[Problem statement] The stretch from the line with "filename crates/seatgrid-core/src/events/seat.rs" through the line with "into a reservation." in the records below: write it out exactly, and nothing else.
------------------------------------------------------------
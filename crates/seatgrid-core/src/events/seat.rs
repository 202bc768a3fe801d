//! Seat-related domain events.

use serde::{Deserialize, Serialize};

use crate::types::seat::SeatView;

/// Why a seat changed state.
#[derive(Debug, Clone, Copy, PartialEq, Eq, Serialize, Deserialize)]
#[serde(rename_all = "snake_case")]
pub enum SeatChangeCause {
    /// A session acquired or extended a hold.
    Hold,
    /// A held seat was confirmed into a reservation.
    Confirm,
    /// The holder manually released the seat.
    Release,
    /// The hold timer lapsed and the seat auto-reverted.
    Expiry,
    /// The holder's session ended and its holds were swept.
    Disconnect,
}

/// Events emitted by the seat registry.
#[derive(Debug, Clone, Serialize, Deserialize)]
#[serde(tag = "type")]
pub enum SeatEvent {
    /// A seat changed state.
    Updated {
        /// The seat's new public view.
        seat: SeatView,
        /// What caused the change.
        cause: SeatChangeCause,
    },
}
------------------------------------------------------------
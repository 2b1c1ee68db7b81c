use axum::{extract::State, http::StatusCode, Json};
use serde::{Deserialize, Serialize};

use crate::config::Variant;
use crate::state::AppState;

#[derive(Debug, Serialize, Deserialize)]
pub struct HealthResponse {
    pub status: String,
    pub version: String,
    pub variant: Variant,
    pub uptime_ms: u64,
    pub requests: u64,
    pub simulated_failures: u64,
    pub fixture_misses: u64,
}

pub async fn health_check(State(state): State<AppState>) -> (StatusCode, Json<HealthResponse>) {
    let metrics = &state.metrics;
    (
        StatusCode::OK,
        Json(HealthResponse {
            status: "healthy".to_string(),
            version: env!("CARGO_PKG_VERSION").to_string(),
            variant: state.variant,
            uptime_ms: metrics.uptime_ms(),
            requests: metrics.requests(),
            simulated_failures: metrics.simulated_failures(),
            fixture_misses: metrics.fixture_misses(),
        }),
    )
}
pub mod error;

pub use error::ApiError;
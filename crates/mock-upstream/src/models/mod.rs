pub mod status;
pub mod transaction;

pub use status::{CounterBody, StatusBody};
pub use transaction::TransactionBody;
------------------------------------------------------------
[Task result]
filename crates/seatgrid-core/src/events/seat.rs
repository 202bc768a3fe801d
//! Seat-related domain events.

use serde::{Deserialize, Serialize};

use crate::types::seat::SeatView;

/// Why a seat changed state.
#[derive(Debug, Clone, Copy, PartialEq, Eq, Serialize, Deserialize)]
#[serde(rename_all = "snake_case")]
pub enum SeatChangeCause {
    /// A session acquired or extended a hold.
    Hold,
    /// A held seat was confirmed into a reservation.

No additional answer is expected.